I love playing the piano, but I learn new pieces so slowly, and my moment-to-moment finger precision is so uncertain owing to advancing age, that that’s not much fun either. I just cycle through the same 20 memorized pieces over and over. Sometimes they sound pretty good, but not always.
Making music in my computer is still fun. I have two main apps that I use for this — Reason and VCV Rack. In some ways they’re similar, but in other ways they’re quite different. This week I’m exploring which one is more fun, and trying to discern why that is.
Oh, and by the way, the content of the Oblong Blob may be in the process of broadening. I have a separate blog for my music-making, but I may decide to fold its content into this space. It’s all one thing: It’s what I do. Why live in a split-level home when everything could be wheelchair-accessible?
Here’s a tiny sound experiment I did this morning:
So anyway, about Reason and VCV. Reason can be used for wild-eyed sonic explorations, but its basic orientation is toward producing music that’s organized in a conventional way — with sections, transitions, intros, endings, all that sort of thing. Convincing VCV to do a piece with a conventional form is possible, but it’s rather like building a ship in a bottle, or like juggling toothpicks. VCV supplies a vast set of tools that can be patched together however you like. Some of those tools are utterly brilliant and their interactions with one another can be exciting, but controlling when there will be, for instance, a drum fill is very awkward indeed.

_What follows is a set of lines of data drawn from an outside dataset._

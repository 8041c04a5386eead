//! Proof-of-intelligence commit - hash and on-chain registry seam
//!
//! When a pipeline completes, the engine digests every `done` slot's
//! output in creation order into a SHA-256 hash and requests an on-chain
//! commit of (claim, hash, agent count, layer count). The commit is
//! best-effort: deliberation state never rolls back because a chain call
//! failed or no registry is configured.

use std::collections::HashSet;

use async_trait::async_trait;
use serde::{Deserialize, Serialize};
use sha2::{Digest, Sha256};
use tracing::debug;

use crate::state::StageSlot;

/// Error type for registry operations
#[derive(Debug, thiserror::Error)]
pub enum RegistryError {
    #[error("Registry not configured")]
    NotConfigured,

    #[error("HTTP error: {0}")]
    HttpError(String),

    #[error("Registry rejected commit: {0}")]
    Rejected(String),
}

/// Result type for registry operations
pub type RegistryResult<T> = Result<T, RegistryError>;

/// Digest of a completed pipeline's outputs
#[derive(Debug, Clone, Serialize, Deserialize)]
pub struct PoiDigest {
    /// Hex SHA-256 over the done slots' outputs, in creation order
    pub output_hash: String,
    /// Distinct agents that completed any slot
    pub agent_count: u32,
    /// Distinct layers the done slots span
    pub layer_count: u32,
    /// Number of done slots hashed
    pub slot_count: u32,
}

/// Compute the proof-of-intelligence digest over a claim's slots
///
/// Callers pass the claim's slots in creation order (the store returns
/// them that way); only `done` slots contribute, so the hash is
/// reproducible from the permanent audit trail alone.
pub fn digest_outputs(slots: &[StageSlot]) -> PoiDigest {
    let mut hasher = Sha256::new();
    let mut agents: HashSet<&str> = HashSet::new();
    let mut layers: HashSet<u32> = HashSet::new();
    let mut slot_count = 0u32;

    for slot in slots.iter().filter(|s| s.is_done()) {
        hasher.update(slot.id.as_bytes());
        hasher.update(b":");
        hasher.update(slot.output.as_deref().unwrap_or("").as_bytes());
        hasher.update(b"\n");

        if let Some(agent) = slot.agent.as_deref() {
            agents.insert(agent);
        }
        layers.insert(slot.layer);
        slot_count += 1;
    }

    let output_hash = format!("{:x}", hasher.finalize());
    debug!(slot_count, hash = %output_hash, "Computed PoI digest");

    PoiDigest {
        output_hash,
        agent_count: agents.len() as u32,
        layer_count: layers.len() as u32,
        slot_count,
    }
}

/// External-collaborator seam for the on-chain registry
#[async_trait]
pub trait RegistryClient: Send + Sync {
    /// Request an on-chain commit; returns the transaction reference
    async fn commit_pipeline_hash(&self, claim_id: &str, digest: &PoiDigest)
        -> RegistryResult<String>;
}

/// HTTP client for a registry gateway endpoint
pub struct HttpRegistryClient {
    http: reqwest::Client,
    endpoint: String,
}

impl HttpRegistryClient {
    /// Create a client for the given commit endpoint
    pub fn new(endpoint: impl Into<String>) -> RegistryResult<Self> {
        let http = reqwest::Client::builder()
            .timeout(std::time::Duration::from_secs(30))
            .build()
            .map_err(|e| RegistryError::HttpError(e.to_string()))?;
        Ok(Self {
            http,
            endpoint: endpoint.into(),
        })
    }
}

#[derive(Serialize)]
struct CommitRequest<'a> {
    claim_id: &'a str,
    output_hash: &'a str,
    agent_count: u32,
    layer_count: u32,
}

#[derive(Deserialize)]
struct CommitResponse {
    tx_ref: String,
}

#[async_trait]
impl RegistryClient for HttpRegistryClient {
    async fn commit_pipeline_hash(
        &self,
        claim_id: &str,
        digest: &PoiDigest,
    ) -> RegistryResult<String> {
        let request = CommitRequest {
            claim_id,
            output_hash: &digest.output_hash,
            agent_count: digest.agent_count,
            layer_count: digest.layer_count,
        };

        let response = self
            .http
            .post(&self.endpoint)
            .json(&request)
            .send()
            .await
            .map_err(|e| RegistryError::HttpError(e.to_string()))?;

        if !response.status().is_success() {
            let status = response.status();
            let body = response.text().await.unwrap_or_default();
            return Err(RegistryError::Rejected(format!("HTTP {}: {}", status, body)));
        }

        let commit: CommitResponse = response
            .json()
            .await
            .map_err(|e| RegistryError::HttpError(e.to_string()))?;
        Ok(commit.tx_ref)
    }
}

/// Registry stand-in used when no endpoint is configured
///
/// Always defers; the pipeline still completes and the hash remains
/// stored for later auditing.
pub struct DisabledRegistry;

#[async_trait]
impl RegistryClient for DisabledRegistry {
    async fn commit_pipeline_hash(
        &self,
        _claim_id: &str,
        _digest: &PoiDigest,
    ) -> RegistryResult<String> {
        Err(RegistryError::NotConfigured)
    }
}

#[cfg(test)]
mod tests {
    use super::*;
    use crate::state::{SlotStatus, SlotType};

    fn done_slot(idx: u32, layer: u32, agent: &str, output: &str) -> StageSlot {
        let mut slot = StageSlot::new(
            format!("slot:c:{:04}:00:0:{:02}", layer, idx),
            "c".to_string(),
            "standard".to_string(),
            layer,
            0,
            SlotType::Work,
            "critic",
        );
        slot.status = SlotStatus::Done;
        slot.agent = Some(agent.to_string());
        slot.output = Some(output.to_string());
        slot
    }

    #[test]
    fn test_digest_counts_and_reproducibility() {
        let slots = vec![
            done_slot(0, 0, "agent-a", "first"),
            done_slot(1, 0, "agent-b", "second"),
            done_slot(0, 1, "agent-a", "third"),
        ];

        let digest = digest_outputs(&slots);
        assert_eq!(digest.slot_count, 3);
        assert_eq!(digest.agent_count, 2);
        assert_eq!(digest.layer_count, 2);
        assert_eq!(digest.output_hash.len(), 64);

        // Same inputs, same hash
        let again = digest_outputs(&slots);
        assert_eq!(digest.output_hash, again.output_hash);
    }

    #[test]
    fn test_digest_skips_unfinished_slots() {
        let mut open = done_slot(0, 0, "agent-a", "ignored");
        open.status = SlotStatus::Open;
        open.output = None;

        let done = vec![done_slot(1, 0, "agent-b", "kept")];
        let with_open = vec![open, done[0].clone()];

        assert_eq!(
            digest_outputs(&with_open).output_hash,
            digest_outputs(&done).output_hash
        );
        assert_eq!(digest_outputs(&with_open).slot_count, 1);
    }

    #[test]
    fn test_digest_is_order_sensitive() {
        let a = done_slot(0, 0, "agent-a", "first");
        let b = done_slot(1, 0, "agent-b", "second");

        let forward = digest_outputs(&[a.clone(), b.clone()]);
        let reversed = digest_outputs(&[b, a]);
        assert_ne!(forward.output_hash, reversed.output_hash);
    }

    #[tokio::test]
    async fn test_disabled_registry_defers() {
        let digest = digest_outputs(&[]);
        let result = DisabledRegistry.commit_pipeline_hash("c", &digest).await;
        assert!(matches!(result, Err(RegistryError::NotConfigured)));
    }
}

I love musical experiments, but at heart I’m an old-fashioned composer. I like writing pieces that have intros and endings. Oh, wait — here’s one I did last weekend. You might recognize the tune:
One of the things VCV does very well is what we call step sequencing. A step sequencer is a device that iterates through a series of steps (possibly with some variations) over and over and over. Essentially, a step sequencer creates a pattern. My VCV installation has more than 200 different step sequencers, and of course that’s both a redundant collection and an embarrassment of riches. Twenty good ones would be enough to keep a musician happy for a lifetime.
Well, Reason has pattern generators too. My Reason installation includes at least 20 of them. Each of them has a slightly or radically different set of features, and several are at least modestly visionary. Reason’s add-on devices are typically more expensive than VCV’s, and I’ve spent a fair amount of money acquiring these things, but that’s a trivial detail. The point is, I need to devote more time to learning how Reason can make patterns. Because that’s pretty much all that VCV can do, at least the way I use it. (It does have live MIDI input; you could play it onstage from a standard keyboard.) When I think of VCV as being about step sequencing and Reason as being about song construction, I may be missing an important facet of the question.
That’s really the point of today’s ramble, I suppose, if you’re looking for a point. When exploring possible alternatives for your life, have you really taken the time to work through what’s possible or likely with any of them? Or have you fallen into what one of my ’70s new age psychology books described as “premature closure”?